Exercise directions —
Return every line of the records that includes the string "false".

--*--

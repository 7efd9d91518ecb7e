//! Application runtime

use crate::core::{names, BusConfig, Event, EventBus, Payload, Plugin, PluginInfo};
use crate::error::{ContextExt, Result, SynapseError};
use crate::runtime::registry::{PluginPolicy, PluginRegistry};
use std::sync::Arc;
use tokio::time::{timeout, Duration};

#[derive(Debug, Clone)]
pub struct AppConfig {
    pub name: String,
    pub version: String,
    pub description: String,
    pub environment: String,
    pub log_level: String,
    pub policy: PluginPolicy,
    pub bus: BusConfig,
    pub graceful_shutdown_timeout: Duration,
    pub enable_signal_handling: bool,
}

impl Default for AppConfig {
    fn default() -> Self {
        Self {
            name: "EventSynapseApp".to_string(),
            version: env!("CARGO_PKG_VERSION").to_string(),
            description: String::new(),
            environment: "development".to_string(),
            log_level: "info".to_string(),
            policy: PluginPolicy::default(),
            bus: BusConfig::default(),
            graceful_shutdown_timeout: Duration::from_secs(30),
            enable_signal_handling: true,
        }
    }
}

impl AppConfig {
    pub fn new(name: impl Into<String>) -> Self {
        Self {
            name: name.into(),
            ..Default::default()
        }
    }

    /// Reads configuration from process environment variables.
    pub fn from_env() -> Result<Self> {
        Self::from_lookup(|key| std::env::var(key).ok())
    }

    /// Builds a config from any key lookup; unset keys keep their defaults.
    pub fn from_lookup<F>(lookup: F) -> Result<Self>
    where
        F: Fn(&str) -> Option<String>,
    {
        let mut config = Self::default();

        if let Some(name) = lookup("APP_NAME") {
            config.name = name;
        }
        if let Some(env) = lookup("APP_ENV").or_else(|| lookup("NODE_ENV")) {
            config.environment = env;
        }
        if let Some(level) = lookup("LOG_LEVEL") {
            config.log_level = level;
        }
        if let Some(enabled) = lookup("ENABLED_PLUGINS") {
            config.policy.enabled = parse_list(&enabled);
        }
        if let Some(disabled) = lookup("DISABLED_PLUGINS") {
            config.policy.disabled = parse_list(&disabled);
        }
        if let Some(max) = lookup("MAX_EVENT_LISTENERS") {
            config.bus.max_handlers = max.trim().parse().map_err(|_| {
                SynapseError::Config(format!("MAX_EVENT_LISTENERS must be a number, got {:?}", max))
            })?;
        }
        if let Some(wildcard) = lookup("EVENT_WILDCARD") {
            config.bus.wildcard = parse_bool("EVENT_WILDCARD", &wildcard)?;
        }

        Ok(config)
    }

    pub fn with_version(mut self, version: impl Into<String>) -> Self {
        self.version = version.into();
        self
    }

    pub fn with_description(mut self, desc: impl Into<String>) -> Self {
        self.description = desc.into();
        self
    }

    pub fn with_environment(mut self, environment: impl Into<String>) -> Self {
        self.environment = environment.into();
        self
    }

    pub fn with_log_level(mut self, level: impl Into<String>) -> Self {
        self.log_level = level.into();
        self
    }

    pub fn with_policy(mut self, policy: PluginPolicy) -> Self {
        self.policy = policy;
        self
    }

    pub fn with_bus_config(mut self, bus: BusConfig) -> Self {
        self.bus = bus;
        self
    }

    pub fn with_graceful_shutdown_timeout(mut self, timeout: Duration) -> Self {
        self.graceful_shutdown_timeout = timeout;
        self
    }

    pub fn with_signal_handling(mut self, enable: bool) -> Self {
        self.enable_signal_handling = enable;
        self
    }
}

/// Splits a comma separated list, dropping blanks.
pub fn parse_list(raw: &str) -> Vec<String> {
    raw.split(',')
        .map(str::trim)
        .filter(|s| !s.is_empty())
        .map(ToString::to_string)
        .collect()
}

fn parse_bool(key: &str, raw: &str) -> Result<bool> {
    match raw.trim().to_ascii_lowercase().as_str() {
        "1" | "true" | "yes" | "on" => Ok(true),
        "0" | "false" | "no" | "off" => Ok(false),
        other => Err(SynapseError::Config(format!(
            "{} must be a boolean, got {:?}",
            key, other
        ))),
    }
}

pub struct AppBuilder {
    config: Option<AppConfig>,
    plugins_to_add: Vec<Box<dyn Plugin>>,
    event_bus: Option<Arc<EventBus>>,
}

impl AppBuilder {
    pub fn new() -> Self {
        Self {
            config: None,
            plugins_to_add: Vec::new(),
            event_bus: None,
        }
    }

    pub fn with_config(mut self, config: AppConfig) -> Self {
        self.config = Some(config);
        self
    }

    pub fn add_plugin<P: Plugin + 'static>(mut self, plugin: P) -> Self {
        self.plugins_to_add.push(Box::new(plugin));
        self
    }

    pub fn add_plugins<I>(mut self, plugins: I) -> Self
    where
        I: IntoIterator<Item = Box<dyn Plugin>>,
    {
        self.plugins_to_add.extend(plugins);
        self
    }

    pub fn with_event_bus(mut self, bus: Arc<EventBus>) -> Self {
        self.event_bus = Some(bus);
        self
    }

    /// Fails on the first duplicate plugin name.
    pub fn build(mut self) -> Result<SynapseApp> {
        let config = self.config.take().unwrap_or_default();
        let event_bus = self
            .event_bus
            .unwrap_or_else(|| Arc::new(EventBus::with_config(config.bus.clone())));

        let mut registry =
            PluginRegistry::with_policy(Arc::clone(&event_bus), config.policy.clone());
        for plugin in self.plugins_to_add {
            registry.register_plugin(plugin)?;
        }

        Ok(SynapseApp {
            config,
            event_bus,
            registry,
            started: false,
            initialized: false,
        })
    }
}

impl Default for AppBuilder {
    fn default() -> Self {
        Self::new()
    }
}

/// A bus and a plugin registry started and stopped together.
pub struct SynapseApp {
    config: AppConfig,
    event_bus: Arc<EventBus>,
    registry: PluginRegistry,
    /// `initialize` ran, successfully or not; plugins may need teardown
    started: bool,
    initialized: bool,
}

impl SynapseApp {
    pub fn build() -> AppBuilder {
        AppBuilder::new()
    }

    /// Initializes every plugin, then announces `system.startup`.
    pub async fn initialize(&mut self) -> Result<()> {
        if self.initialized {
            return Err(SynapseError::InvalidState(
                "Application already initialized".to_string(),
            ));
        }

        tracing::info!(
            app = %self.config.name,
            env = %self.config.environment,
            "Initializing application..."
        );
        self.started = true;
        self.registry.initialize_plugins().await?;

        self.emit_system(names::SYSTEM_STARTUP, "Application started successfully")
            .await?;
        self.initialized = true;
        tracing::info!(app = %self.config.name, "Application initialized");
        Ok(())
    }

    /// Initializes, then blocks until SIGINT/SIGTERM and shuts down.
    ///
    /// With signal handling disabled it returns right after initialization.
    pub async fn run(&mut self) -> Result<()> {
        self.initialize().await?;

        if self.config.enable_signal_handling {
            self.wait_for_shutdown().await?;
        }

        Ok(())
    }

    async fn wait_for_shutdown(&mut self) -> Result<()> {
        #[cfg(unix)]
        {
            use tokio::signal::unix::{signal, SignalKind};

            let mut sigint = signal(SignalKind::interrupt())?;
            let mut sigterm = signal(SignalKind::terminate())?;

            tokio::select! {
                _ = sigint.recv() => tracing::info!("SIGINT received, shutting down gracefully..."),
                _ = sigterm.recv() => {
                    tracing::info!("SIGTERM received, shutting down gracefully...")
                }
            }
        }

        #[cfg(windows)]
        {
            tokio::signal::ctrl_c().await?;
            tracing::info!("Ctrl-C received, shutting down gracefully...");
        }

        self.force_shutdown().await
    }

    /// Announces `system.shutdown`, destroys every plugin and closes the bus.
    ///
    /// Also tears down after a failed `initialize`, since plugins that started
    /// before the failure stay initialized.
    pub async fn shutdown(&mut self) -> Result<()> {
        if !self.started {
            return Ok(());
        }

        if let Err(e) = self
            .emit_system(names::SYSTEM_SHUTDOWN, "Application shutting down")
            .await
        {
            tracing::warn!(error = %e, "Shutdown announcement failed");
        }

        self.registry.destroy_plugins().await;
        self.event_bus.close();
        self.started = false;
        self.initialized = false;

        tracing::info!(app = %self.config.name, "Application stopped");
        Ok(())
    }

    /// [`shutdown`](Self::shutdown) bounded by the configured grace period.
    pub async fn force_shutdown(&mut self) -> Result<()> {
        let grace = self.config.graceful_shutdown_timeout;
        match timeout(grace, self.shutdown()).await {
            Ok(result) => result,
            Err(_) => Err(SynapseError::Timeout(format!(
                "Shutdown did not finish within {:?}",
                grace
            ))),
        }
    }

    pub async fn emit(&self, event: &Event) -> Result<()> {
        self.event_bus.emit(event).await
    }

    async fn emit_system(&self, event_name: &str, message: &str) -> Result<()> {
        let mut payload = Payload::new();
        payload.insert("message".to_string(), message.into());
        payload.insert("app".to_string(), self.config.name.clone().into());

        self.event_bus
            .emit(&Event::system(event_name, payload))
            .await
            .with_event(event_name)
    }

    pub fn plugins(&self) -> Vec<PluginInfo> {
        self.registry.get_all_plugins()
    }

    pub fn config(&self) -> &AppConfig {
        &self.config
    }

    pub fn registry(&self) -> &PluginRegistry {
        &self.registry
    }

    pub fn registry_mut(&mut self) -> &mut PluginRegistry {
        &mut self.registry
    }

    pub fn event_bus(&self) -> &Arc<EventBus> {
        &self.event_bus
    }

    pub fn is_initialized(&self) -> bool {
        self.initialized
    }
}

--*--

Problem solution —
        "0" | "false" | "no" | "off" => Ok(false),
            started: false,
            initialized: false,
        self.started = false;
        self.initialized = false;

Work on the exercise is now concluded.